Fishing in the Stream: Similarity Search over Endless Data
Naama Kraus, David Carmel, Idit Keidar

TL;DR
This paper introduces Stream-LSH, a novel algorithm for similarity search over endless data streams that considers data quality and temporal factors, effectively managing unbounded data with bounded resources.
Contribution
The paper proposes Stream-LSH, a new randomized algorithm that bounds index size by prioritizing data based on freshness, quality, and popularity, improving search probability.
Findings
Stream-LSH outperforms alternative methods in finding similar items.
Empirical results confirm theoretical advantages of Stream-LSH.

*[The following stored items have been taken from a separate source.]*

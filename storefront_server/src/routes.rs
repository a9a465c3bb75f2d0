//! Request handler definitions
//!
//! Define each route and its handler here.
//! Handlers that are more than a line or two MUST go into a separate module. Keep this module neat and tidy 🙏
//!
//! Handlers are generic over the storage backend so that endpoint tests can drop in trait mocks. actix-web
//! cannot register generic handlers directly, so each one gets a small route struct via the `route!` macro.

use actix_web::{get, web, HttpResponse, Responder};
use log::*;
use storefront_engine::{
    db_types::{NewCustomer, NewProduct, OrderId, ProductUpdate},
    traits::{CustomerDirectory, OrderManagement, ProductCatalog, StorefrontDatabase},
    transitions::Initiator,
    CatalogApi,
    CustomerApi,
    OrderFlowApi,
};

use crate::{
    data_objects::{CustomerOrdersQuery, NewOrderRequest, PlaceOrderResponse, UpdateStatusRequest},
    errors::ServerError,
};

#[macro_export]
macro_rules! route {
    ($name:ident => $method:ident $path:literal impl $bound:path) => {
        paste::paste! { pub struct [<$name:camel Route>]<B>(core::marker::PhantomData<fn() -> B>); }
        paste::paste! {
            impl<B> [<$name:camel Route>]<B> {
                #[allow(clippy::new_without_default)]
                pub fn new() -> Self {
                    Self(core::marker::PhantomData)
                }
            }
        }
        paste::paste! {
            impl<B> actix_web::dev::HttpServiceFactory for [<$name:camel Route>]<B>
            where B: $bound + 'static
            {
                fn register(self, config: &mut actix_web::dev::AppService) {
                    let res = actix_web::Resource::new($path)
                        .name(stringify!($name))
                        .guard(actix_web::guard::$method())
                        .to($name::<B>);
                    actix_web::dev::HttpServiceFactory::register(res, config);
                }
            }
        }
    };
}

// ----------------------------------------------   Health  -----------------------------------------------------------
#[get("/health")]
pub async fn health() -> impl Responder {
    trace!("💻️ Received health check request");
    HttpResponse::Ok().body("👍️\n")
}

// ----------------------------------------------   Orders  -----------------------------------------------------------
route!(place_order => Post "/orders" impl StorefrontDatabase);
/// Places a new order. The body must carry the customer identity, a non-empty item list, the address and a
/// total matching the item subtotals; anything else comes back as a 400 with the reason.
pub async fn place_order<B: StorefrontDatabase>(
    api: web::Data<OrderFlowApi<B>>,
    body: web::Json<NewOrderRequest>,
) -> Result<HttpResponse, ServerError> {
    trace!("💻️ Received place order request");
    let order = api.place_order(body.into_inner().into_draft()).await?;
    Ok(HttpResponse::Created().json(PlaceOrderResponse::new(order)))
}

route!(orders_by_customer => Get "/orders/by-customer" impl OrderManagement);
pub async fn orders_by_customer<B: OrderManagement>(
    query: web::Query<CustomerOrdersQuery>,
    api: web::Data<OrderFlowApi<B>>,
) -> Result<HttpResponse, ServerError> {
    let email = query
        .into_inner()
        .email
        .filter(|e| !e.trim().is_empty())
        .ok_or_else(|| ServerError::InvalidRequestBody("Email query parameter is required".to_string()))?;
    debug!("💻️ GET orders for customer {email}");
    let orders = api.fetch_orders_for_customer(&email).await?;
    Ok(HttpResponse::Ok().json(orders))
}

route!(get_orders => Get "/orders" impl OrderManagement);
pub async fn get_orders<B: OrderManagement>(api: web::Data<OrderFlowApi<B>>) -> Result<HttpResponse, ServerError> {
    debug!("💻️ GET all orders");
    let orders = api.fetch_all_orders().await?;
    Ok(HttpResponse::Ok().json(orders))
}

route!(order_by_id => Get "/orders/{id}" impl OrderManagement);
pub async fn order_by_id<B: OrderManagement>(
    path: web::Path<String>,
    api: web::Data<OrderFlowApi<B>>,
) -> Result<HttpResponse, ServerError> {
    let id = OrderId::from(path.into_inner());
    debug!("💻️ GET order {id}");
    let order =
        api.fetch_order(&id).await?.ok_or_else(|| ServerError::NoRecordFound(format!("Order {id} not found")))?;
    Ok(HttpResponse::Ok().json(order))
}

route!(update_order_status => Put "/orders/{id}/status" impl StorefrontDatabase);
/// Operator status change. The transition engine decides legality; an illegal move comes back as a 400
/// carrying the human-readable reason, and an unknown order as a 404.
pub async fn update_order_status<B: StorefrontDatabase>(
    path: web::Path<String>,
    body: web::Json<UpdateStatusRequest>,
    api: web::Data<OrderFlowApi<B>>,
) -> Result<HttpResponse, ServerError> {
    let id = OrderId::from(path.into_inner());
    let UpdateStatusRequest { status, notes } = body.into_inner();
    debug!("💻️ PUT status {status} for order {id}");
    let order = api.set_status(&id, status, notes, Initiator::Operator).await?;
    Ok(HttpResponse::Ok().json(order))
}

route!(cancel_order => Post "/orders/{id}/cancel" impl StorefrontDatabase);
/// Customer-initiated cancellation: only legal while the order is still `Pending`.
pub async fn cancel_order<B: StorefrontDatabase>(
    path: web::Path<String>,
    api: web::Data<OrderFlowApi<B>>,
) -> Result<HttpResponse, ServerError> {
    let id = OrderId::from(path.into_inner());
    debug!("💻️ POST cancel order {id}");
    let order = api.cancel_order(&id).await?;
    Ok(HttpResponse::Ok().json(order))
}

// ----------------------------------------------   Dashboard  --------------------------------------------------------
route!(dashboard_stats => Get "/dashboard-stats" impl StorefrontDatabase);
pub async fn dashboard_stats<B: StorefrontDatabase>(
    api: web::Data<OrderFlowApi<B>>,
) -> Result<HttpResponse, ServerError> {
    trace!("💻️ GET dashboard stats");
    let stats = api.dashboard_stats().await?;
    Ok(HttpResponse::Ok().json(stats))
}

// ----------------------------------------------   Products  ---------------------------------------------------------
route!(list_products => Get "/products" impl ProductCatalog);
pub async fn list_products<B: ProductCatalog>(api: web::Data<CatalogApi<B>>) -> Result<HttpResponse, ServerError> {
    debug!("💻️ GET all products");
    let products = api.fetch_products().await?;
    Ok(HttpResponse::Ok().json(products))
}

route!(create_product => Post "/products" impl StorefrontDatabase);
pub async fn create_product<B: StorefrontDatabase>(
    api: web::Data<CatalogApi<B>>,
    body: web::Json<NewProduct>,
) -> Result<HttpResponse, ServerError> {
    let product = api.create_product(body.into_inner()).await?;
    Ok(HttpResponse::Created().json(product))
}

route!(get_product => Get "/products/{id}" impl ProductCatalog);
pub async fn get_product<B: ProductCatalog>(
    path: web::Path<i64>,
    api: web::Data<CatalogApi<B>>,
) -> Result<HttpResponse, ServerError> {
    let id = path.into_inner();
    debug!("💻️ GET product #{id}");
    let product =
        api.fetch_product(id).await?.ok_or_else(|| ServerError::NoRecordFound(format!("Product {id} not found")))?;
    Ok(HttpResponse::Ok().json(product))
}

route!(update_product => Put "/products/{id}" impl StorefrontDatabase);
pub async fn update_product<B: StorefrontDatabase>(
    path: web::Path<i64>,
    body: web::Json<ProductUpdate>,
    api: web::Data<CatalogApi<B>>,
) -> Result<HttpResponse, ServerError> {
    let id = path.into_inner();
    debug!("💻️ PUT product #{id}");
    let product = api.update_product(id, body.into_inner()).await?;
    Ok(HttpResponse::Ok().json(product))
}

route!(delete_product => Delete "/products/{id}" impl StorefrontDatabase);
pub async fn delete_product<B: StorefrontDatabase>(
    path: web::Path<i64>,
    api: web::Data<CatalogApi<B>>,
) -> Result<HttpResponse, ServerError> {
    let id = path.into_inner();
    debug!("💻️ DELETE product #{id}");
    api.delete_product(id).await?;
    Ok(HttpResponse::NoContent().finish())
}

// ----------------------------------------------   Customers  --------------------------------------------------------
route!(register_customer => Post "/customers" impl CustomerDirectory);
pub async fn register_customer<B: CustomerDirectory>(
    api: web::Data<CustomerApi<B>>,
    body: web::Json<NewCustomer>,
) -> Result<HttpResponse, ServerError> {
    let customer = api.register_customer(body.into_inner()).await?;
    Ok(HttpResponse::Created().json(customer))
}

route!(list_customers => Get "/customers" impl CustomerDirectory);
/// Per-customer spending summaries for the admin dashboard.
pub async fn list_customers<B: CustomerDirectory>(api: web::Data<CustomerApi<B>>) -> Result<HttpResponse, ServerError> {
    debug!("💻️ GET customer summaries");
    let summaries = api.customer_summaries().await?;
    Ok(HttpResponse::Ok().json(summaries))
}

The approach effectively manages unbounded data with limited resources.
Abstract
Similarity search is the task of retrieving data items that are similar to a given query. In this paper, we introduce the time-sensitive notion of similarity search over endless data-streams (SSDS), which takes into account data quality and temporal characteristics in addition to similarity. SSDS is challenging as it needs to process unbounded data, while computation resources are bounded. We propose Stream-LSH, a randomized SSDS algorithm that bounds the index size by retaining items according to their freshness, quality, and dynamic popularity attributes. We analytically show that Stream-LSH increases the probability to find similar items compared to alternative approaches using the same space capacity. We further conduct an empirical study using real world stream datasets, which confirms our theoretical results.